The Wheatsheaf Inn book club took a field trip to London last Thursday to attend Book Slam, self-described as London’s best literary night club. We went to see William Boyd read, having recently finished his novel, Any Human Heart. Mr. Boyd, or Lord William of Boyd as our emcee referred to him, delivered both the gripping first chapter of his new novel, Ordinary Thunderstorms, and a humorous short story about a man whose life is defined by kleptomania of varying degrees.

The other literary guest of the evening was poet Don Paterson, with whom I was unfamiliar. I have a hard enough time trying to read poetry so I held out little hope for absorbing verse read aloud to a crowded, Chenin Blanc soaked room.

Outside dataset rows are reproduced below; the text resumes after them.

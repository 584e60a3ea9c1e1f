// ABOUTME: Library interface for the pedoflux point-scale soil-water and soil-temperature engine
// ABOUTME: Exposes a clean public API for external use while keeping internal organization

pub mod engine;

pub use engine::{
    frozen_flags, generate_weather, run_day, run_day_observed, BiomassToday, ConfigError, DailyFluxes, MarkovError,
    MarkovGenerator, NullObserver, Observer, PftDailyInputs, RecordingObserver, SiteConfig, SiteState, SiteStatus,
    WeatherToday,
};
// ABOUTME: YAML-based site configuration, validated into a ready-to-run SiteState
// ABOUTME: Mirrors engine::config's load/save convention, scoped to one site

use serde::{Deserialize, Serialize};

use crate::engine::core::{
    ConfigError, DailyState, FusionPool, Layer, MarkovTables, PftLayerParams, PftPhysiology,
    PhysicsParams, SiteState, SoilProfile, TempGrid, WeatherState, MAX_LAYERS, PFT_COUNT,
};

/// Top-level configuration for a single site run, loaded from YAML.
#[derive(Debug, Clone, Serialize, Deserialize)]
pub struct SiteConfig {
    pub metadata: SiteMetadata,
    pub grid: GridConfig,
    pub location: LocationConfig,
    pub climate: ClimateNormals,
    pub layers: Vec<LayerConfig>,
    pub markov: MarkovConfig,
    /// Order must match `Pft::all()`: grass, shrub, tree, forb.
    pub pft_physiology: [PftPhysiologyConfig; PFT_COUNT],
    pub physics: PhysicsConfig,
    /// RNG seed for the Markov generator. Absent means time-seeded; present means
    /// reproducible, same role as a simulation-defaults `seed` field.
    pub seed: Option<u64>,
}

#[derive(Debug, Clone, Serialize, Deserialize)]
pub struct SiteMetadata {
    pub name: String,
    pub author: String,
    pub created: String,
    pub description: Option<String>,
    pub version: String,
}

#[derive(Debug, Clone, Serialize, Deserialize)]
pub struct GridConfig {
    pub delta_x_cm: f64,
    pub max_depth_cm: f64,
    /// Deep constant sub-soil temperature boundary condition (deg C).
    pub t_const_c: f64,
}

impl Default for GridConfig {
    fn default() -> Self {
        Self {
            delta_x_cm: 15.0,
            max_depth_cm: 180.0,
            t_const_c: 10.0,
        }
    }
}

#[derive(Debug, Clone, Serialize, Deserialize)]
pub struct LocationConfig {
    pub latitude_deg: f64,
    pub elevation_m: f64,
    pub slope_deg: f64,
    pub aspect_deg: f64,
    pub albedo: f64,
}
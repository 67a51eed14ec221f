//! Fitted track geometry.
//!
//! `TrackPoly` wraps the fitted coefficient vector and answers geometry
//! queries at arbitrary x: height, first and second derivatives, slope angle
//! and the radius of the osculating circle. Evaluation is pure; calling
//! outside the sampled x range extrapolates the polynomial (accuracy is not
//! guaranteed there, but it never fails).

use crate::domain::TrackPoint;
use crate::math::{polyder, polyval};

/// A fitted track polynomial, coefficients in descending powers.
///
/// The derivative coefficient vectors are pure coefficient algebra, so they
/// are computed once at construction and reused for every evaluation.
#[derive(Debug, Clone, PartialEq)]
pub struct TrackPoly {
    coeffs: Vec<f64>,
    dcoeffs: Vec<f64>,
    ddcoeffs: Vec<f64>,
}

impl TrackPoly {
    pub fn new(coeffs: Vec<f64>) -> Self {
        let dcoeffs = polyder(&coeffs);
        let ddcoeffs = polyder(&dcoeffs);
        Self {
            coeffs,
            dcoeffs,
            ddcoeffs,
        }
    }

    /// Coefficients in descending powers.
    pub fn coefficients(&self) -> &[f64] {
        &self.coeffs
    }

    /// Evaluate the track at `x`.
    ///
    /// The slope angle is `atan(-dydx)`, so a descending track yields a
    /// positive angle. The radius is signed like `d2ydx2`; at an inflection
    /// point the division by zero produces an infinity per IEEE semantics
    /// rather than an error, since the integrator never consumes the radius.
    pub fn evaluate(&self, x: f64) -> TrackPoint {
        let y = polyval(&self.coeffs, x);
        let dydx = polyval(&self.dcoeffs, x);
        let d2ydx2 = polyval(&self.ddcoeffs, x);
        let alpha = (-dydx).atan();
        let radius = (1.0 + dydx * dydx).powf(1.5) / d2ydx2;
        TrackPoint {
            y,
            dydx,
            d2ydx2,
            alpha,
            radius,
        }
    }
}

#[cfg(test)]
mod tests {
    use super::*;

    #[test]
    fn constant_track_is_flat() {
        let poly = TrackPoly::new(vec![0.42]);
        let p = poly.evaluate(1.7);
        assert_eq!(p.y, 0.42);
        assert_eq!(p.dydx, 0.0);
        assert_eq!(p.d2ydx2, 0.0);
        assert_eq!(p.alpha, 0.0);
        assert!(p.radius.is_infinite());
    }

    #[test]
    fn descending_track_has_positive_alpha() {
        // y = -x: slope -1 everywhere, alpha = atan(1) > 0.
        let poly = TrackPoly::new(vec![-1.0, 0.0]);
        let p = poly.evaluate(0.5);
        assert!((p.alpha - std::f64::consts::FRAC_PI_4).abs() < 1e-12);
    }

    #[test]
    fn radius_sign_matches_second_derivative() {
        // y = x^2: d2ydx2 = 2 > 0, so the radius is positive.
        let up = TrackPoly::new(vec![1.0, 0.0, 0.0]);
        assert!(up.evaluate(0.3).radius > 0.0);

        // y = -x^2: concave, negative radius.
        let down = TrackPoly::new(vec![-1.0, 0.0, 0.0]);
        assert!(down.evaluate(0.3).radius < 0.0);
    }

    #[test]
    fn dydx_matches_central_finite_difference() {
        // p(x) = 0.5x^3 - 2x^2 + x + 3
        let poly = TrackPoly::new(vec![0.5, -2.0, 1.0, 3.0]);
        let h = 1e-6;
        for &x in &[-1.0, 0.0, 0.7, 2.5] {
            let numeric = (poly.evaluate(x + h).y - poly.evaluate(x - h).y) / (2.0 * h);
            let analytic = poly.evaluate(x).dydx;
            assert!(
                (numeric - analytic).abs() < 1e-6,
                "x={x}: numeric {numeric} vs analytic {analytic}"
            );
        }
    }

    #[test]
    fn curvature_of_parabola() {
        // y = x^2 at x = 0: dydx = 0, d2ydx2 = 2, R = 1/2.
        let poly = TrackPoly::new(vec![1.0, 0.0, 0.0]);
        let p = poly.evaluate(0.0);
        assert!((p.radius - 0.5).abs() < 1e-12);
    }
}
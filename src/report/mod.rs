//! Plain-text output formatting.
//!
//! We keep formatting code in one place so:
//! - the math/simulation code stays clean and testable
//! - the fixed output contract (coefficients, blank line, velocities) is
//!   localized and easy to snapshot-test

use crate::domain::SimStep;
use crate::track::TrackPoly;

/// Coefficients one per line, descending powers.
pub fn format_coefficients(track: &TrackPoly) -> String {
    let mut out = String::new();
    for c in track.coefficients() {
        out.push_str(&format!("{c}\n"));
    }
    out
}

/// Velocity values one per line, in step order.
pub fn format_velocities(steps: &[SimStep]) -> String {
    let mut out = String::new();
    for s in steps {
        out.push_str(&format!("{}\n", s.v));
    }
    out
}

#[cfg(test)]
mod tests {
    use super::*;

    #[test]
    fn coefficients_print_one_per_line_in_order() {
        let track = TrackPoly::new(vec![3.0, -2.0, 0.5]);
        assert_eq!(format_coefficients(&track), "3\n-2\n0.5\n");
    }

    #[test]
    fn velocities_print_in_step_order() {
        let steps = [
            SimStep { step: 0, t: 0.001, grid_x: 0.0, x: 0.0, v: 0.0 },
            SimStep { step: 1, t: 0.002, grid_x: 0.001, x: 0.001, v: 0.25 },
        ];
        assert_eq!(format_velocities(&steps), "0\n0.25\n");
    }
}
//! Least squares solver.
//!
//! The track fit is a single ordinary least-squares problem of the form:
//!
//! ```text
//! minimize Σ (y_i - v_i^T c)^2
//! ```
//!
//! where `v_i` is the Vandermonde row of sample `x_i` and `c` the coefficient
//! vector.
//!
//! Implementation choices:
//! - We use SVD to solve the least-squares problem robustly even when the
//!   design matrix is tall (more rows than columns).
//!   (Nalgebra's `QR::solve` is intended for square systems and will panic
//!   for non-square matrices.)
//! - A degree-15 Vandermonde matrix is severely ill-conditioned, so we try
//!   progressively looser singular-value tolerances before giving up.

use nalgebra::{DMatrix, DVector};

/// Solve a least squares problem using SVD.
///
/// Returns `None` if the system is too ill-conditioned to solve robustly, or
/// if every tolerance yields a non-finite solution.
pub fn solve_least_squares(a: &DMatrix<f64>, y: &DVector<f64>) -> Option<DVector<f64>> {
    let svd = a.clone().svd(true, true);

    for &tol in &[1e-10, 1e-8, 1e-6] {
        if let Ok(c) = svd.solve(y, tol) {
            if c.iter().all(|v| v.is_finite()) {
                return Some(c);
            }
        }
    }

    None
}
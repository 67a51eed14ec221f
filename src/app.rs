//! Top-level application orchestration.
//!
//! `src/main.rs` is intentionally tiny; this module is the "real main" that:
//! - parses CLI arguments
//! - loads the Tracker export
//! - fits the track polynomial
//! - runs the motion simulation
//! - prints the coefficient/velocity report
//! - writes optional exports

use clap::Parser;

use crate::domain::SimConfig;
use crate::error::AppError;

pub mod pipeline;

/// Entry point for the `rolltrack` binary.
pub fn run() -> Result<(), AppError> {
    let cli = crate::cli::Cli::parse();

    let config = SimConfig {
        end_time: cli.end_time,
        step_size: cli.step_size,
        ..SimConfig::default()
    };

    let run = pipeline::run_pipeline(&cli.data, &config)?;

    // Fixed output contract: coefficients, a blank line, then velocities.
    print!("{}", crate::report::format_coefficients(&run.track));
    println!();
    print!("{}", crate::report::format_velocities(&run.steps));

    // Optional exports.
    if let Some(path) = &cli.export {
        crate::io::export::write_results_csv(path, &run.steps)?;
    }
    if let Some(path) = &cli.export_curve {
        crate::io::curve::write_curve_json(path, &run.track, &run.samples, &cli.data)?;
    }

    Ok(())
}
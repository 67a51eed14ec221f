//! Command-line parsing for the rolling-track simulator.
//!
//! The goal of this module is to keep **argument parsing** separate from the
//! modeling/math code.

use std::path::PathBuf;

use clap::Parser;

/// Fit a track polynomial to Tracker data and simulate a rolling ball.
#[derive(Debug, Parser)]
#[command(name = "rolltrack", version, about = "Rolling-track fit & motion simulation")]
pub struct Cli {
    /// Tracker export file (t x y triples after 2 header lines).
    pub data: PathBuf,

    /// Simulation horizon in seconds.
    #[arg(long, default_value_t = 0.9)]
    pub end_time: f64,

    /// Integration step in seconds.
    #[arg(long, default_value_t = 0.001)]
    pub step_size: f64,

    /// Export the simulated series (step, t, grid_x, x, v) to CSV.
    #[arg(long)]
    pub export: Option<PathBuf>,

    /// Export the fitted curve (coefficients + sampled grid) to JSON.
    #[arg(long = "export-curve")]
    pub export_curve: Option<PathBuf>,
}
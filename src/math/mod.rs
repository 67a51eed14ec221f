//! Mathematical utilities: polynomial algebra and least squares.

pub mod ols;
pub mod poly;

pub use ols::*;
pub use poly::*;
//! Fixed-step motion integration along the fitted track.
//!
//! The scheme is an explicit Euler stepper for a ball rolling without
//! slipping, driven by the track geometry:
//!
//! - the velocity update uses the acceleration computed at the end of the
//!   previous step
//! - the position update rescales the Euler step by a local arc-length term
//! - the acceleration for the next step projects gravity onto the slope at
//!   the updated position, corrected by the rolling-inertia factor
//!
//! The established lab procedure this tool replicates puts the curvature
//! `d2ydx2`, not the slope, under the square root of the arc-length term. A
//! standard arc-length correction would use `sqrt(1 + dydx^2)`. The literal
//! formula is kept so that outputs stay comparable with earlier analyses;
//! see DESIGN.md.
//!
//! `grid_x` is the nominal sampling point `i * step_size` and `x` is the
//! simulated position. They are deliberately separate variables, and the
//! evaluate/update order below is load-bearing for reproducibility.

use crate::domain::{SimConfig, SimStep};
use crate::error::{AppError, ErrorKind};
use crate::track::TrackPoly;

/// Run the fixed-horizon simulation and return one record per step.
///
/// State starts at rest at the origin: `(x, v, dvdt) = (0, 0, 0)`.
pub fn simulate(track: &TrackPoly, config: &SimConfig) -> Result<Vec<SimStep>, AppError> {
    // These come straight from the CLI. A zero step size would make the
    // step count saturate to usize::MAX; a negative one would silently run
    // zero steps.
    if !(config.step_size.is_finite() && config.step_size > 0.0) {
        return Err(AppError::new(
            ErrorKind::NumericDomain,
            format!(
                "step size {} is not a positive finite number",
                config.step_size
            ),
        ));
    }
    if !(config.end_time.is_finite() && config.end_time >= 0.0) {
        return Err(AppError::new(
            ErrorKind::NumericDomain,
            format!(
                "end time {} is not a non-negative finite number",
                config.end_time
            ),
        ));
    }

    let n = config.step_count();
    let mut steps = Vec::with_capacity(n);

    let mut x = 0.0_f64;
    let mut v = 0.0_f64;
    let mut dvdt = 0.0_f64;

    for i in 0..n {
        let grid_x = i as f64 * config.step_size;
        let at_grid = track.evaluate(grid_x);

        v += config.step_size * dvdt;

        let arc = 1.0 + at_grid.d2ydx2;
        if arc <= 0.0 {
            return Err(AppError::new(
                ErrorKind::NumericDomain,
                format!(
                    "arc-length term 1 + d2ydx2 = {arc} is not positive at step {i} (grid_x = {grid_x})"
                ),
            ));
        }
        x += config.step_size * v / arc.sqrt();

        let at_x = track.evaluate(x);
        dvdt = config.inertia_factor * config.gravity * at_x.alpha.sin();

        steps.push(SimStep {
            step: i,
            t: (i + 1) as f64 * config.step_size,
            grid_x,
            x,
            v,
        });
    }

    Ok(steps)
}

But almost a week later it’s one of Paterson’s poems, The Lie, that has stuck with me — not exact words but his image of the lie, a boy of three or four, shackled in some hidden room in his house, grotesque from his years of confinement. A large glass and a half into my own Chenin Blanc submersion and influenced by Paterson’s repeated apologies for reading poems about divorce and death, I interpreted The Lie as being about his own divorce. The boy to whom he tends so faithfully and yet from whom he has remained detached for “thirteen years or more” is any one of the number of small lies in our relationships, lies that somehow culminate in that one big lie, that everything is just fine.

Husband and I have a different approach to our marriage, although I’m not sure it’s any better than the lie. We are, if anything, too honest, holding nothing back, particularly when we fight which is often. Bickering is our lingua franca, escalating more often than I’d like into full-blown, no holds barred, verbal WWF matches in which there are no failures to acknowledge that which the other perceives as lacking: sex, mental health, something to say to each other at the dinner table. Our lie is free, hopped up on sugar, and tearing around the house wailing like a banshee.